Items from a dataset
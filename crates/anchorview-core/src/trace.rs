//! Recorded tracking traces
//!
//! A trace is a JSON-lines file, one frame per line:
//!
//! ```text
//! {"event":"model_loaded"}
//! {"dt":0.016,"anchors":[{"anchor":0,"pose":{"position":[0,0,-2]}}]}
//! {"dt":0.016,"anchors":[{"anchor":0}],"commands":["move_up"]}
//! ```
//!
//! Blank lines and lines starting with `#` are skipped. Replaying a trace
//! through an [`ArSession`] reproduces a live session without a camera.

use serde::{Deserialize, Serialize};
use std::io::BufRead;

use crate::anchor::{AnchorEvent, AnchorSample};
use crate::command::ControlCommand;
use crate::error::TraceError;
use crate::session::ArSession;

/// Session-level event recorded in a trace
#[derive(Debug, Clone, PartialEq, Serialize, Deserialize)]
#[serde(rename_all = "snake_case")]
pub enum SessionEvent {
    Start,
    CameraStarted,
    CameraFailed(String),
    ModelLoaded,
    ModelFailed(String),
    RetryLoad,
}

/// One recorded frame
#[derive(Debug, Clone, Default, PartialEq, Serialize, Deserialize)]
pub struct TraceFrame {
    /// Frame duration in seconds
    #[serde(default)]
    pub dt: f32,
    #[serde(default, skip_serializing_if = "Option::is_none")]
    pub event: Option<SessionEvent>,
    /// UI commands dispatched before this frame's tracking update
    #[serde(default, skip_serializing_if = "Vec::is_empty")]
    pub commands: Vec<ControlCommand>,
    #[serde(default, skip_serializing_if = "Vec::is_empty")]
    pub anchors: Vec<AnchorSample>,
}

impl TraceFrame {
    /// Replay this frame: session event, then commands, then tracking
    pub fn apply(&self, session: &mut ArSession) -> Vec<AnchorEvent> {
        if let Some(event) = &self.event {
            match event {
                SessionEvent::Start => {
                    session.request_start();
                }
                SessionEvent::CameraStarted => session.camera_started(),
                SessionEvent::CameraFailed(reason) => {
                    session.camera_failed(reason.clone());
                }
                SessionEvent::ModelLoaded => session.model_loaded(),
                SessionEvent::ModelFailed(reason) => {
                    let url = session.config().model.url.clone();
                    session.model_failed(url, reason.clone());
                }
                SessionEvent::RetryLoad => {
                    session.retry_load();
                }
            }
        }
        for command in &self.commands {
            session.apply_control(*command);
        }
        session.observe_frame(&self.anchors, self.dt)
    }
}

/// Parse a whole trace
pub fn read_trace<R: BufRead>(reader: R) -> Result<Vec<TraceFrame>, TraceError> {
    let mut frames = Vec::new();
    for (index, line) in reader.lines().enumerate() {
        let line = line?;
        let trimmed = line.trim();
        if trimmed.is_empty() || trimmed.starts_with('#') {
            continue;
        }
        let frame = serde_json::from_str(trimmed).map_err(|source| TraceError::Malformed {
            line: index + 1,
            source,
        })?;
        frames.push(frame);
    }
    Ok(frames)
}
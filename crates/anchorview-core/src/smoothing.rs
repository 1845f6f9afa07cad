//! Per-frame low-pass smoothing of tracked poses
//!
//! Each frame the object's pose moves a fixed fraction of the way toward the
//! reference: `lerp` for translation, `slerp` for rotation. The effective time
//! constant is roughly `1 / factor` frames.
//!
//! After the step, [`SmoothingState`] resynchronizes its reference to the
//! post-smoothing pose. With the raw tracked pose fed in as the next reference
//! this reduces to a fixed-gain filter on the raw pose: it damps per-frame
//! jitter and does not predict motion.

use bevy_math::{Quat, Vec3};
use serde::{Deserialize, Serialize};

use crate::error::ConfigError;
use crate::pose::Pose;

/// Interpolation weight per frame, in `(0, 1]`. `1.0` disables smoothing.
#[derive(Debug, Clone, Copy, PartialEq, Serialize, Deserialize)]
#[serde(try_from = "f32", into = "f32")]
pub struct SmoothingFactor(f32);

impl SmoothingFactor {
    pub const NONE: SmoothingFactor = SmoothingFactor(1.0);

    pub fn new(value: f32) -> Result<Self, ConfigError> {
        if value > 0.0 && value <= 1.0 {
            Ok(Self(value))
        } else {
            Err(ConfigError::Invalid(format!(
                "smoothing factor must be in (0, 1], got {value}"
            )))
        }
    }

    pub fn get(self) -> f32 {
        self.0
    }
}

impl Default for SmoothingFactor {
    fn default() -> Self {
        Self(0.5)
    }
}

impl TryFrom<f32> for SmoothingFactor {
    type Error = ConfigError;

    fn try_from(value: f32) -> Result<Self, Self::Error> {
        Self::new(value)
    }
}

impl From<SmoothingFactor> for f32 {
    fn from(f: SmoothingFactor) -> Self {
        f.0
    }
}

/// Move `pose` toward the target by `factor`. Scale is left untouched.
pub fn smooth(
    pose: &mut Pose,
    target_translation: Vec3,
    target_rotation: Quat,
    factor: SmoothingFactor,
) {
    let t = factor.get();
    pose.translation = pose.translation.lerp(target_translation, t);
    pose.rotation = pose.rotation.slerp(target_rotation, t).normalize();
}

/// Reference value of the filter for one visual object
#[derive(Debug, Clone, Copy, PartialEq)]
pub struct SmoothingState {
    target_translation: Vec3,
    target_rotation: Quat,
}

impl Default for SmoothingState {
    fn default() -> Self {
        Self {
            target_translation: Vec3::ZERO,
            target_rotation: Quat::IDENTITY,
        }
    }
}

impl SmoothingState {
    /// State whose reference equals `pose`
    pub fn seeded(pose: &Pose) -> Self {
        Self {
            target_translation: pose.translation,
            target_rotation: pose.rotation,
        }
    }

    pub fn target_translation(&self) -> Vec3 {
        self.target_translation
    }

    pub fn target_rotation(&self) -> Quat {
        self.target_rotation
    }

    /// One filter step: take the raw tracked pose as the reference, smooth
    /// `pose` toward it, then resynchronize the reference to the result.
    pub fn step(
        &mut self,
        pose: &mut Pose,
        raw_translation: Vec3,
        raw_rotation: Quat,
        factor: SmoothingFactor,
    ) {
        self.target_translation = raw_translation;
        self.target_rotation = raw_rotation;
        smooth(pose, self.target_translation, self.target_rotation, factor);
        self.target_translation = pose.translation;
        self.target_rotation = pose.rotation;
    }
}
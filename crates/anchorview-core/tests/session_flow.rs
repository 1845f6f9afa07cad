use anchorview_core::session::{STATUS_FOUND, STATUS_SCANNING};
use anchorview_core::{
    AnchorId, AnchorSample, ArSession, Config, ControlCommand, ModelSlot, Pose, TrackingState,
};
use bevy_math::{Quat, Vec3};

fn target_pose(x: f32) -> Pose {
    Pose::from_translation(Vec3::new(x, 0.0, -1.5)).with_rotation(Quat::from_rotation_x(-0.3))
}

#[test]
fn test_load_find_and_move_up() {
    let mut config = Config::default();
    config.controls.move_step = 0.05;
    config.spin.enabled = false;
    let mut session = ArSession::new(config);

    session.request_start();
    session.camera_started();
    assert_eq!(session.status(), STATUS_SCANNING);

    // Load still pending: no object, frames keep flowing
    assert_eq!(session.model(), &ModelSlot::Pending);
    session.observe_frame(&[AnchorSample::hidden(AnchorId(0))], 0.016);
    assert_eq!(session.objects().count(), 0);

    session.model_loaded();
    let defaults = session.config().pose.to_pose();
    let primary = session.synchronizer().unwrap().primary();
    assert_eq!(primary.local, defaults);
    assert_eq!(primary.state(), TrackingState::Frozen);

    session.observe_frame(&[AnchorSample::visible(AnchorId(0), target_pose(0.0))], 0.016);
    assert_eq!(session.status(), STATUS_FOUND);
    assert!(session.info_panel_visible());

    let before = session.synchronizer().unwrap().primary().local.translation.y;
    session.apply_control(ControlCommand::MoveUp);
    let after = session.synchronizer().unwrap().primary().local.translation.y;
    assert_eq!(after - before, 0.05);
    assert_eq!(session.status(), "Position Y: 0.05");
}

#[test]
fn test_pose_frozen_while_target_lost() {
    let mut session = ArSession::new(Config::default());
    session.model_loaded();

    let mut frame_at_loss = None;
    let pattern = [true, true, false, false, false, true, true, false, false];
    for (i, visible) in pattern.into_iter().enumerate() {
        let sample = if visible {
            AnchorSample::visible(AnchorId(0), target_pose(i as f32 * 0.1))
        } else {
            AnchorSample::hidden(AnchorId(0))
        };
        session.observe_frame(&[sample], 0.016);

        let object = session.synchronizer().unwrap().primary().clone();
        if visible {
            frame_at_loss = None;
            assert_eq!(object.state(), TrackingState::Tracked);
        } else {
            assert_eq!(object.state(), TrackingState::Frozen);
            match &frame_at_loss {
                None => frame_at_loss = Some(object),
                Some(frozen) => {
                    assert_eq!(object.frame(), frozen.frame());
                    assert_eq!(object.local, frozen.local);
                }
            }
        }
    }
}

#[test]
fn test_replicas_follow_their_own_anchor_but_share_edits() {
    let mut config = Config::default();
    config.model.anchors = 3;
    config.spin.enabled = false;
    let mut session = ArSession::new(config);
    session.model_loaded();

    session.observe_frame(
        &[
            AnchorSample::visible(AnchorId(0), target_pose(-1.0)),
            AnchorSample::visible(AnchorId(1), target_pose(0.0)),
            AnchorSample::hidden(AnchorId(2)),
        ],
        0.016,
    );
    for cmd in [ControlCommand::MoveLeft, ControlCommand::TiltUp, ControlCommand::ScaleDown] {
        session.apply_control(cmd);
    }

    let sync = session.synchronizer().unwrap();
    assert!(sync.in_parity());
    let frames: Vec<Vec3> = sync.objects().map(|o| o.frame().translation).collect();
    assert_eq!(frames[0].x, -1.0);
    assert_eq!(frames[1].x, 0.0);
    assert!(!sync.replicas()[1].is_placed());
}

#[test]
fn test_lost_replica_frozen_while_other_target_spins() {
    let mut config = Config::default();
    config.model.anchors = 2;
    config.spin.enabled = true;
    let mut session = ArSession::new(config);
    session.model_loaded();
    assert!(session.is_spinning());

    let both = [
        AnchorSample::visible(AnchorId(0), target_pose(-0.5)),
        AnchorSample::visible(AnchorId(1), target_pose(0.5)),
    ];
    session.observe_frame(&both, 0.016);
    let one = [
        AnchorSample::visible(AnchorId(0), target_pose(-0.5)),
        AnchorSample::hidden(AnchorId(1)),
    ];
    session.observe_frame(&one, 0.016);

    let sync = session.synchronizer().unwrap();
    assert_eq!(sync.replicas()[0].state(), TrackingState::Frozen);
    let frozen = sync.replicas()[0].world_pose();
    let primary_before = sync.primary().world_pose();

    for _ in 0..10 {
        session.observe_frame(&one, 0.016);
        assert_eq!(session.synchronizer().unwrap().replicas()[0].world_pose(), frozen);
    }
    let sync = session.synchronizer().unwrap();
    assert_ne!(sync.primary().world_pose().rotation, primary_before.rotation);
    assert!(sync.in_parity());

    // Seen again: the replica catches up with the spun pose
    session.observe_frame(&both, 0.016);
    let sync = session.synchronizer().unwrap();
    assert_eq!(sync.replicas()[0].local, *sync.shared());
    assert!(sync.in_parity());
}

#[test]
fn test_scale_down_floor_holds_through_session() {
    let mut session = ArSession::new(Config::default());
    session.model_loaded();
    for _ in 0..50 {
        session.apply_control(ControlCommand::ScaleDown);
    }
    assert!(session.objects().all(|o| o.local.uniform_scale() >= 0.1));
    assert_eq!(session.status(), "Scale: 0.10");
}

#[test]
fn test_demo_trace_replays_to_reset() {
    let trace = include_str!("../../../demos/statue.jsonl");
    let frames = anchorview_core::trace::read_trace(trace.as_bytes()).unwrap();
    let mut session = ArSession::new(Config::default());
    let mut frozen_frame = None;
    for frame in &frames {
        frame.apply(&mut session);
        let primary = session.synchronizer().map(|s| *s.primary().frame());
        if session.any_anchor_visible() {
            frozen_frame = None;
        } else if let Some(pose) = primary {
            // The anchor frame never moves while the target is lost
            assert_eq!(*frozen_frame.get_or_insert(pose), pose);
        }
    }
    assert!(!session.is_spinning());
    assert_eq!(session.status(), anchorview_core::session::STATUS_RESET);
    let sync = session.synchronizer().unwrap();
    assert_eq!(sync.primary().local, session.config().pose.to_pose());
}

— Assignment —
What is needed is an exact copy of the lines above, from the one containing "filename crates/anchorview-core/src/smoothing.rs" through the one containing "pose.translation = pose.translation.lerp(target_translation, t);", with nothing added.

— Output of the exercise —
filename crates/anchorview-core/src/smoothing.rs
repository 1845f6f9afa07cad
//! Per-frame low-pass smoothing of tracked poses
//!
//! Each frame the object's pose moves a fixed fraction of the way toward the
//! reference: `lerp` for translation, `slerp` for rotation. The effective time
//! constant is roughly `1 / factor` frames.
//!
//! After the step, [`SmoothingState`] resynchronizes its reference to the
//! post-smoothing pose. With the raw tracked pose fed in as the next reference
//! this reduces to a fixed-gain filter on the raw pose: it damps per-frame
//! jitter and does not predict motion.

use bevy_math::{Quat, Vec3};
use serde::{Deserialize, Serialize};

use crate::error::ConfigError;
use crate::pose::Pose;

/// Interpolation weight per frame, in `(0, 1]`. `1.0` disables smoothing.
#[derive(Debug, Clone, Copy, PartialEq, Serialize, Deserialize)]
#[serde(try_from = "f32", into = "f32")]
pub struct SmoothingFactor(f32);

impl SmoothingFactor {
    pub const NONE: SmoothingFactor = SmoothingFactor(1.0);

    pub fn new(value: f32) -> Result<Self, ConfigError> {
        if value > 0.0 && value <= 1.0 {
            Ok(Self(value))
        } else {
            Err(ConfigError::Invalid(format!(
                "smoothing factor must be in (0, 1], got {value}"
            )))
        }
    }

    pub fn get(self) -> f32 {
        self.0
    }
}

impl Default for SmoothingFactor {
    fn default() -> Self {
        Self(0.5)
    }
}

impl TryFrom<f32> for SmoothingFactor {
    type Error = ConfigError;

    fn try_from(value: f32) -> Result<Self, Self::Error> {
        Self::new(value)
    }
}

impl From<SmoothingFactor> for f32 {
    fn from(f: SmoothingFactor) -> Self {
        f.0
    }
}

/// Move `pose` toward the target by `factor`. Scale is left untouched.
pub fn smooth(
    pose: &mut Pose,
    target_translation: Vec3,
    target_rotation: Quat,
    factor: SmoothingFactor,
) {
    let t = factor.get();
    pose.translation = pose.translation.lerp(target_translation, t);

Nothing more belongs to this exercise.